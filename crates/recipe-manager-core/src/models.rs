//! Ingredient data model.

use chrono::{DateTime, Duration, Utc};
use serde::{Deserialize, Serialize};

/// A catalog ingredient.
///
/// `name` is always stored in normalized form (see [`crate::name`]).
/// Only the store constructs and mutates these; adapters receive copies.
#[derive(Debug, Clone, PartialEq, Serialize, Deserialize)]
pub struct Ingredient {
    pub id: u64,
    pub name: String,
    pub created_at: DateTime<Utc>,
    pub updated_at: DateTime<Utc>,
    /// Filled in by an external nutrition lookup; opaque to the store.
    #[serde(default)]
    pub nutrition: Option<Nutrition>,
}

impl Ingredient {
    pub(crate) fn new(id: u64, name: String, now: DateTime<Utc>) -> Self {
        Self {
            id,
            name,
            created_at: now,
            updated_at: now,
            nutrition: None,
        }
    }

    /// Refresh `updated_at`. The new value is strictly later than the old
    /// one even when the clock is coarse or skewed.
    pub(crate) fn touch(&mut self, now: DateTime<Utc>) {
        self.updated_at = if now > self.updated_at {
            now
        } else {
            self.updated_at + Duration::nanoseconds(1)
        };
    }
}

/// Nutrition facts per 100g.
#[derive(Debug, Clone, PartialEq, Default, Serialize, Deserialize)]
pub struct Nutrition {
    pub energy_kcal: Option<f64>,
    pub fat_g: Option<f64>,
    pub protein_g: Option<f64>,
    pub carbohydrate_g: Option<f64>,
    pub updated_at: Option<DateTime<Utc>>,
}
· · · · ·
» What you are asked to do
Where a line of the entries above holds the word "Option", return that line.

» Expected answer
    pub nutrition: Option<Nutrition>,
    pub energy_kcal: Option<f64>,
    pub fat_g: Option<f64>,
    pub protein_g: Option<f64>,
    pub carbohydrate_g: Option<f64>,
    pub updated_at: Option<DateTime<Utc>>,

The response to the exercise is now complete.